Thursday, January 10, 2013

QOTD: Unconstitutional Official Acts

Unconstitutional Official Acts:

16 Am Jur 2d, Sec 177 late 2d, Sec 256

The general misconception is that any statute passed by legislators bearing the appearance of law constitutes the law of the land. The U.S. Constitution is the supreme law of the land, and any statute, to be valid, must be In agreement. It is impossible for both the Constitution and a law violating it to be valid; one must prevail. This is succinctly stated as follows:

The General rule is that an unconstitutional statute, though having the form and name of law is in reality no law, but is wholly void, and ineffective for any purpose; since unconstitutionality dates from the time of it's enactment and not merely from the date of the decision so branding it. An unconstitutional law, in legal contemplation, is as inoperative as if it had never been passed. Such a statute leaves the question that it purports to settle just as it would be had the statute not been enacted.

Since an unconstitutional law is void, the general principles follow that it imposes no duties, confers no rights, creates no office, bestows no power or authority on anyone, affords no protection, and justifies no acts performed under it.....

A void act cannot be legally consistent with a valid one. An unconstitutional law cannot operate to supersede any existing valid law. Indeed, insofar as a statute runs counter to the fundamental law of the lend, it is superseded thereby.

No one Is bound to obey an unconstitutional law and no courts are bound to enforce it.

Jon Roland:

Strictly speaking, an unconstitutional statute is not a "law", and should not be called a "law", even if it is sustained by a court, for a finding that a statute or other official act is constitutional does not make it so, or confer any authority to anyone to enforce it.

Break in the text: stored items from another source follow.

impl FifoTracker {
    pub fn new(precision: u32) -> Self {
        Self {
            personal_balance: Decimal::ZERO,
            company_balance: Decimal::ZERO,
            initialized: false,
            queue: VecDeque::new(),
            pools: InvestmentPoolManager::new(precision),
            pool_ledger: Vec::new(),
            cumulative_misuse: Decimal::ZERO,
            cumulative_advance: Decimal::ZERO,
            cumulative_returned_company_principal: Decimal::ZERO,
            cumulative_returned_personal_principal: Decimal::ZERO,
            personal_profit_share: Decimal::ZERO,
            company_profit_share: Decimal::ZERO,
            precision,
        }
    }

    fn round(&self, value: Decimal) -> Decimal {
        round_to(value, self.precision)
    }

    fn enqueue(&mut self, amount: Decimal, owner: SliceOwner) {
        if amount <= Decimal::ZERO {
            return;
        }
        self.queue.push_back(DepositSlice { amount, owner });
        match owner {
            SliceOwner::Personal => self.personal_balance = self.round(self.personal_balance + amount),
            SliceOwner::Company => self.company_balance = self.round(self.company_balance + amount),
        }
    }

    /// Rebuilds a two-slice queue from the current balances when the queue
    /// has desynced from them — this should never happen if the invariants
    /// hold, so treat any occurrence as a bug signal, handled as a
    /// best-effort recovery rather than a hard failure.
    fn rebuild_queue_if_desynced(&mut self) {
        if !self.queue.is_empty() {
            return;
        }
        if self.personal_balance <= Decimal::ZERO && self.company_balance <= Decimal::ZERO {
            return;
        }
        log::warn!("FIFO deposit queue is empty but balances are non-zero; rebuilding from balances");
        if self.personal_balance > Decimal::ZERO {
            self.queue.push_back(DepositSlice {
                amount: self.personal_balance,
                owner: SliceOwner::Personal,
            });
        }
        if self.company_balance > Decimal::ZERO {
            self.queue.push_back(DepositSlice {
                amount: self.company_balance,
                owner: SliceOwner::Company,
            });
        }
    }

    /// Dequeues slices to cover `effective`, returning the personal/company
    /// split actually deducted. No zero-amount slice is ever retained.
    fn drain(&mut self, effective: Decimal) -> (Decimal, Decimal) {
        let mut remaining = effective;
        let mut personal_deducted = Decimal::ZERO;
        let mut company_deducted = Decimal::ZERO;

        while remaining > Decimal::ZERO {
            let Some(slice) = self.queue.pop_front() else {
                break;
            };

            if slice.amount <= remaining {
                remaining -= slice.amount;
                match slice.owner {
                    SliceOwner::Personal => {
                        personal_deducted += slice.amount;
                        self.personal_balance = (self.personal_balance - slice.amount).max(Decimal::ZERO);
                    }
                    SliceOwner::Company => {
                        company_deducted += slice.amount;
                        self.company_balance = (self.company_balance - slice.amount).max(Decimal::ZERO);
                    }
                }
            } else {
                match slice.owner {
                    SliceOwner::Personal => {
                        personal_deducted += remaining;
                        self.personal_balance = (self.personal_balance - remaining).max(Decimal::ZERO);
                    }
                    SliceOwner::Company => {
                        company_deducted += remaining;
                        self.company_balance = (self.company_balance - remaining).max(Decimal::ZERO);
                    }
                }
                self.queue.push_front(DepositSlice {
                    amount: slice.amount - remaining,
                    owner: slice.owner,
                });
                remaining = Decimal::ZERO;
            }
        }

        (self.round(personal_deducted), self.round(company_deducted))
    }

    fn process_redemption(&mut self, amount: Decimal, attribute: &FundAttribute, timestamp: LedgerTimestamp) -> RowOutcome {
        let (prefix, pool_key) = match attribute {
            FundAttribute::Investment { prefix, pool_key } => (prefix.clone(), pool_key.clone()),
            _ => unreachable!("process_redemption only called for investment attributes"),
        };

        match self.pools.redeem(&pool_key, amount) {
            RedemptionOutcome::UnknownRedemption => {
                self.enqueue(amount, SliceOwner::Personal);
                let behavior = format!("{prefix}收入-{pool_key}：个人应收 {amount:.2}（无申购记录）");
                RowOutcome {
                    personal_ratio: Decimal::ONE,
                    company_ratio: Decimal::ZERO,
                    behavior,
                }
            }
            RedemptionOutcome::UninitializedPool => RowOutcome {
                personal_ratio: Decimal::ZERO,
                company_ratio: Decimal::ZERO,
                behavior: format!("错误：投资产品{pool_key}从未有过有效资金池，无法分配收益"),
            },
            RedemptionOutcome::Redeemed {
                personal_return,
                company_return,
                personal_ratio,
                company_ratio,
                realized_gain,
            } => {
                if personal_return > Decimal::ZERO {
                    self.enqueue(personal_return, SliceOwner::Personal);
                }
                if company_return > Decimal::ZERO {
                    self.enqueue(company_return, SliceOwner::Company);
                }

                let (personal_share, company_share) =
                    BehaviorAnalyzer::analyze_profit_split(realized_gain, personal_ratio, company_ratio);
                self.personal_profit_share = self.round(self.personal_profit_share + personal_share);
                self.company_profit_share = self.round(self.company_profit_share + company_share);

                let matched_cost = (amount - realized_gain).max(Decimal::ZERO);
                self.cumulative_returned_company_principal =
                    self.round(self.cumulative_returned_company_principal + matched_cost * company_ratio);
                self.cumulative_returned_personal_principal =
                    self.round(self.cumulative_returned_personal_principal + matched_cost * personal_ratio);

                let pool = self.pools.get(&pool_key).expect("just redeemed");
                let behavior =
                    format!("{prefix}赎回-{pool_key}：个人{personal_return:.2}，公司{company_return:.2}，收益{realized_gain:.2}");
                self.pool_ledger.push(PoolLedgerEntry {
                    timestamp,
                    pool_key: pool_key.clone(),
                    inflow: Decimal::ZERO,
                    outflow: amount,
                    total_balance_after: pool.total_amount,
                    single_tx_ratio: format_ratio(personal_ratio, company_ratio),
                    cumulative_ratio: format_ratio(pool.latest_personal_ratio, pool.latest_company_ratio),
                    behavior: behavior.clone(),
                    cumulative_purchase: pool.cumulative_purchase,
                    cumulative_redemption: pool.cumulative_redemption,
                });

                RowOutcome {
                    personal_ratio,
                    company_ratio,
                    behavior,
                }
            }
        }
    }
}
use chrono::{NaiveDate, NaiveTime};
use std::fmt;

/// A calendar date combined with a whole-second time of day, forming a total
/// order over transaction moments. Rows that share a `LedgerTimestamp` are
/// disambiguated by `Transaction::original_index`, not by this type.
#[derive(Debug, Clone, Copy, PartialEq, Eq, PartialOrd, Ord, Hash)]
pub struct LedgerTimestamp {
    date: NaiveDate,
    time: NaiveTime,
}

impl LedgerTimestamp {
    pub fn new(date: NaiveDate, time: NaiveTime) -> Self {
        Self { date, time }
    }

    pub fn date(&self) -> NaiveDate {
        self.date
    }

    pub fn time(&self) -> NaiveTime {
        self.time
    }
}

impl fmt::Display for LedgerTimestamp {
    fn fmt(&self, f: &mut fmt::Formatter<'_>) -> fmt::Result {
        write!(f, "{} {}", self.date.format("%Y-%m-%d"), self.time.format("%H:%M:%S"))
    }
}
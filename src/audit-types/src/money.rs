use rust_decimal::Decimal;

/// Rounds a monetary value to `precision` decimal places, the same way every
/// cumulative counter in the ledger is rounded after each update.
pub fn round_to(value: Decimal, precision: u32) -> Decimal {
    value.round_dp(precision)
}

/// Snaps a value to exact zero when its magnitude falls below `epsilon`.
///
/// Distinct from the ε used for balance-equation comparisons: this one
/// absorbs floating-point-style residue after a chain of decimal divisions
/// (e.g. ratio * amount * ratio round trips), not ledger drift.
pub fn snap_to_zero(value: Decimal, epsilon: Decimal) -> Decimal {
    if value.abs() < epsilon {
        Decimal::ZERO
    } else {
        value
    }
}

/// True when `a` and `b` agree within `tolerance`.
pub fn within_tolerance(a: Decimal, b: Decimal, tolerance: Decimal) -> bool {
    (a - b).abs() <= tolerance
}

#[cfg(test)]
mod tests {
    use super::*;
    use std::str::FromStr;

    fn d(s: &str) -> Decimal {
        Decimal::from_str(s).unwrap()
    }

    #[test]
    fn rounds_half_up_to_two_places() {
        assert_eq!(round_to(d("1.005"), 2), d("1.01"));
    }

    #[test]
    fn snaps_small_residue_to_zero() {
        assert_eq!(snap_to_zero(d("0.000000001"), d("0.00000001")), Decimal::ZERO);
        assert_eq!(snap_to_zero(d("0.5"), d("0.00000001")), d("0.5"));
    }

    #[test]
    fn tolerance_check_is_symmetric() {
        assert!(within_tolerance(d("100.00"), d("100.004"), d("0.01")));
        assert!(!within_tolerance(d("100.00"), d("100.02"), d("0.01")));
    }
}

All citizens and legal residents of the United States, by their presence on the territory of the United States, are subject to the militia duty, the duty of the social compact that creates the society, which requires that each, alone and in concert with others, not only obey the Constitution and constitutional official acts, but help enforce them, if necessary, at the risk of one's life.

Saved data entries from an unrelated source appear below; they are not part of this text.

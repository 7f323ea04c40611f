//! Audit pipeline (C7): orchestrates sort, validation, tracker selection,
//! and the row-by-row fold that produces the final report.

use crate::balance::BalanceTracker;
use crate::config::AuditConfig;
use crate::error::AuditError;
use crate::fifo::FifoTracker;
use crate::pool::{PoolLedgerEntry, PoolSummary};
use crate::tracker::FundTracker;
use crate::validation::validate;
use audit_types::{classify_attribute, classify_direction, round_to, within_tolerance, Direction, Transaction};
use rust_decimal::Decimal;

/// Selects which `FundTracker` implementation processes a run. Immutable
/// for the duration of the run — there is no mid-run algorithm switch.
#[derive(Debug, Clone, Copy, PartialEq, Eq)]
pub enum TrackerAlgorithm {
    Fifo,
    BalanceMethod,
}

/// One input row augmented with everything the tracker derived from it.
#[derive(Debug, Clone, PartialEq)]
pub struct AuditedRow {
    pub transaction: Transaction,
    pub personal_ratio: Decimal,
    pub company_ratio: Decimal,
    pub behavior: String,
    pub cumulative_misuse: Decimal,
    pub cumulative_advance: Decimal,
    pub cumulative_returned_company_principal: Decimal,
    pub cumulative_returned_personal_principal: Decimal,
    pub personal_profit_share: Decimal,
    pub company_profit_share: Decimal,
    pub personal_balance: Decimal,
    pub company_balance: Decimal,
    pub total_balance: Decimal,
    pub funding_gap: Decimal,
}

/// The complete output of one pipeline run.
#[derive(Debug, Clone, PartialEq)]
pub struct AuditReport {
    pub rows: Vec<AuditedRow>,
    pub pool_ledger: Vec<PoolLedgerEntry>,
    pub pool_summaries: Vec<PoolSummary>,
    pub repair_count: usize,
    /// Rows with neither a positive credit nor a positive debit despite a
    /// nonzero balance delta from the row before them — recorded, not
    /// fatal; each is processed with `Direction::None` (see
    /// [`AuditError::MalformedInput`]).
    pub malformed_rows: Vec<AuditError>,
}

/// Builds a fresh tracker for `algorithm`. The two variants share no state
/// and are dispatched through the `FundTracker` trait object rather than a
/// class hierarchy.
fn build_tracker(algorithm: TrackerAlgorithm, precision: u32) -> Box<dyn FundTracker> {
    match algorithm {
        TrackerAlgorithm::Fifo => Box::new(FifoTracker::new(precision)),
        TrackerAlgorithm::BalanceMethod => Box::new(BalanceTracker::new(precision)),
    }
}

/// The opening balance implied by the first row: its recorded balance minus
/// its own net flow, i.e. the balance the account held immediately before
/// that row posted.
fn opening_balance(first: &Transaction, precision: u32) -> Decimal {
    round_to(first.recorded_balance() - first.credit() + first.debit(), precision)
}

pub struct AuditPipeline;

impl AuditPipeline {
    /// Runs the full pipeline: stable-sort by `(timestamp, original_index)`,
    /// validate (and repair) the ledger, seed the opening balance, then fold
    /// every row through the selected tracker.
    pub fn run(transactions: Vec<Transaction>, algorithm: TrackerAlgorithm, config: &AuditConfig) -> Result<AuditReport, AuditError> {
        let mut transactions = transactions;
        transactions.sort_by(|a, b| a.timestamp().cmp(&b.timestamp()).then(a.original_index().cmp(&b.original_index())));

        let validated = validate(&transactions, config.balance_tolerance)?;
        let mut tracker = build_tracker(algorithm, config.precision);

        if let Some(first) = validated.repaired.first() {
            let opening = opening_balance(first, config.precision);
            if opening > Decimal::ZERO {
                log::info!("seeding opening balance {opening:.2} as {:?}", config.opening_balance_owner);
                tracker.initialize(opening, config.opening_balance_owner);
            }
        }

        let mut rows = Vec::with_capacity(validated.repaired.len());
        let mut malformed_rows = Vec::new();
        let mut previous_balance: Option<Decimal> = None;

        for transaction in validated.repaired {
            let attribute = classify_attribute(
                transaction.attribute_label(),
                &config.personal_keywords,
                &config.company_keywords,
                &config.investment_prefixes,
            );
            let (amount, direction) = classify_direction(transaction.credit(), transaction.debit());

            if direction == Direction::None {
                if let Some(prior) = previous_balance {
                    if !within_tolerance(prior, transaction.recorded_balance(), config.balance_tolerance) {
                        malformed_rows.push(AuditError::MalformedInput {
                            row_index: transaction.original_index() as usize,
                            reason: format!(
                                "credit and debit both non-positive but recorded balance moved from {prior} to {}",
                                transaction.recorded_balance()
                            ),
                        });
                    }
                }
            }
            previous_balance = Some(transaction.recorded_balance());

            let outcome = match direction {
                Direction::Credit => tracker.process_credit(amount, &attribute, transaction.timestamp()),
                Direction::Debit => tracker.process_debit(amount, &attribute, transaction.timestamp()),
                Direction::None => crate::tracker::RowOutcome {
                    personal_ratio: Decimal::ZERO,
                    company_ratio: Decimal::ZERO,
                    behavior: "无交易".to_string(),
                },
            };

            let snapshot = tracker.snapshot();
            rows.push(AuditedRow {
                transaction,
                personal_ratio: outcome.personal_ratio,
                company_ratio: outcome.company_ratio,
                behavior: outcome.behavior,
                cumulative_misuse: snapshot.cumulative_misuse,
                cumulative_advance: snapshot.cumulative_advance,
                cumulative_returned_company_principal: snapshot.cumulative_returned_company_principal,
                cumulative_returned_personal_principal: snapshot.cumulative_returned_personal_principal,
                personal_profit_share: snapshot.personal_profit_share,
                company_profit_share: snapshot.company_profit_share,
                personal_balance: snapshot.personal_balance,
                company_balance: snapshot.company_balance,
                total_balance: snapshot.total_balance(),
                funding_gap: snapshot.funding_gap(),
            });
        }

        Ok(AuditReport {
            rows,
            pool_ledger: tracker.pool_ledger().to_vec(),
            pool_summaries: tracker.pool_manager().summaries(),
            repair_count: validated.repair_count,
            malformed_rows,
        })
    }
}

#[cfg(test)]
mod tests {
    use super::*;
    use audit_types::LedgerTimestamp;
    use chrono::{NaiveDate, NaiveTime};
    use std::str::FromStr;

    fn d(s: &str) -> Decimal {
        Decimal::from_str(s).unwrap()
    }

    fn ts(hour: u32) -> LedgerTimestamp {
        LedgerTimestamp::new(
            NaiveDate::from_ymd_opt(2024, 1, 1).unwrap(),
            NaiveTime::from_hms_opt(hour, 0, 0).unwrap(),
        )
    }

    fn row(index: u32, timestamp: LedgerTimestamp, credit: &str, debit: &str, balance: &str, label: &str) -> Transaction {
        Transaction::new(index, timestamp, d(credit), d(debit), d(balance), label)
    }

    /// Seed scenario 1 end-to-end: a company opening balance funds a
    /// personal debit, which the pipeline reports as misuse.
    #[test]
    fn pipeline_reports_misuse_for_personal_debit_funded_by_opening_company_balance() {
        let transactions = vec![
            row(0, ts(9), "0", "0", "200000", "公司"),
            row(1, ts(10), "0", "100000", "100000", "个人"),
        ];
        let config = AuditConfig::default();
        let report = AuditPipeline::run(transactions, TrackerAlgorithm::Fifo, &config).unwrap();

        assert_eq!(report.repair_count, 0);
        assert_eq!(report.rows.len(), 2);
        let last = report.rows.last().unwrap();
        assert_eq!(last.cumulative_misuse, d("100000"));
        assert_eq!(last.total_balance, d("100000"));
        assert!(report.malformed_rows.is_empty());
    }

    /// A validated ledger can never carry a `Direction::None` row whose
    /// balance moved, since the validator already enforces continuity —
    /// `malformed_rows` stays empty on any input that reaches the tracker.
    #[test]
    fn a_quiet_no_activity_row_is_not_malformed() {
        let transactions = vec![
            row(0, ts(9), "0", "0", "100", "公司"),
            row(1, ts(10), "0", "0", "100", "公司"),
        ];
        let config = AuditConfig::default();
        let report = AuditPipeline::run(transactions, TrackerAlgorithm::Fifo, &config).unwrap();
        assert!(report.malformed_rows.is_empty());
    }

    #[test]
    fn pipeline_propagates_irreparable_ledger_error() {
        let transactions = vec![
            row(0, ts(9), "100", "0", "100", "个人"),
            row(1, ts(10), "50", "0", "999", "个人"),
        ];
        let config = AuditConfig::default();
        let err = AuditPipeline::run(transactions, TrackerAlgorithm::Fifo, &config).unwrap_err();
        assert!(matches!(err, AuditError::IrreparableLedger { .. }));
    }

    #[test]
    fn both_algorithms_agree_on_a_pure_single_owner_run() {
        let transactions = vec![
            row(0, ts(9), "0", "0", "100000", "公司"),
            row(1, ts(10), "0", "30000", "70000", "公司"),
        ];
        let config = AuditConfig::default();
        let fifo_report = AuditPipeline::run(transactions.clone(), TrackerAlgorithm::Fifo, &config).unwrap();
        let balance_report = AuditPipeline::run(transactions, TrackerAlgorithm::BalanceMethod, &config).unwrap();

        assert_eq!(fifo_report.rows.last().unwrap().total_balance, balance_report.rows.last().unwrap().total_balance);
        assert_eq!(fifo_report.rows.last().unwrap().cumulative_misuse, Decimal::ZERO);
        assert_eq!(balance_report.rows.last().unwrap().cumulative_misuse, Decimal::ZERO);
    }
}
use crate::config::Owner;
use crate::pool::{InvestmentPoolManager, PoolLedgerEntry};
use audit_types::{FundAttribute, LedgerTimestamp};
use rust_decimal::Decimal;

/// The ratios and behavior label produced by feeding one row to a tracker.
#[derive(Debug, Clone, PartialEq)]
pub struct RowOutcome {
    pub personal_ratio: Decimal,
    pub company_ratio: Decimal,
    pub behavior: String,
}

/// A snapshot of tracker-owned aggregate counters after processing a row.
#[derive(Debug, Clone, Copy, PartialEq)]
pub struct TrackerSnapshot {
    pub personal_balance: Decimal,
    pub company_balance: Decimal,
    pub cumulative_misuse: Decimal,
    pub cumulative_advance: Decimal,
    pub cumulative_returned_company_principal: Decimal,
    pub cumulative_returned_personal_principal: Decimal,
    pub personal_profit_share: Decimal,
    pub company_profit_share: Decimal,
}

impl TrackerSnapshot {
    pub fn total_balance(&self) -> Decimal {
        self.personal_balance + self.company_balance
    }

    pub fn funding_gap(&self) -> Decimal {
        self.cumulative_misuse - self.cumulative_returned_company_principal - self.cumulative_advance
    }
}

/// The interface shared by the two fund-tracker variants (FIFO and
/// Balance-Method). The variants' state is disjoint — this trait plus the
/// [`crate::pipeline::TrackerAlgorithm`] selector is the dispatch mechanism,
/// not a class hierarchy.
pub trait FundTracker {
    /// Seeds the opening balance once, before any row is processed. A
    /// no-op if already initialized or if `opening_balance` is not
    /// positive.
    fn initialize(&mut self, opening_balance: Decimal, owner: Owner);

    fn process_credit(&mut self, amount: Decimal, attribute: &FundAttribute, timestamp: LedgerTimestamp) -> RowOutcome;

    fn process_debit(&mut self, amount: Decimal, attribute: &FundAttribute, timestamp: LedgerTimestamp) -> RowOutcome;

    fn snapshot(&self) -> TrackerSnapshot;

    fn pool_manager(&self) -> &InvestmentPoolManager;

    /// Every pool-ledger entry recorded so far, in the order processed.
    fn pool_ledger(&self) -> &[PoolLedgerEntry];
}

Any unconstitutional act of an official will at least be a violation of the oath of that official to execute the duties of his office, and therefore grounds for his removal from office. No official immunity or privileges of rank or position survive the commission of unlawful acts. If it violates the rights of individuals, it is also likely to be a crime, and the militia duty obligates anyone aware of such a violation to investigate it, gather evidence for a prosecution, make an arrest, and if necessary, seek an indictment from a grand jury, and if one is obtained, prosecute the offender in a court of law.


Anonymous said...

True, but......If we had started drilling this into the heads of all Americans about 100 years ago we would not be where we are today. Instead we have allowed those in charge of protecting, defending, and enforcing our Constitution to disregard it at will for so long and so thoroughly that it has become a null and void document.

Jason in SD said...

I keep thinking of the old Western cliche of the sheriff with the shotgun. "I only have two shots so which of you wants to die first?" They don't have much power but the power they do have is frightful.

Anonymous said...

Why are Leftists so Proppressive?

Pro – (meaning in affirmation of) oppression?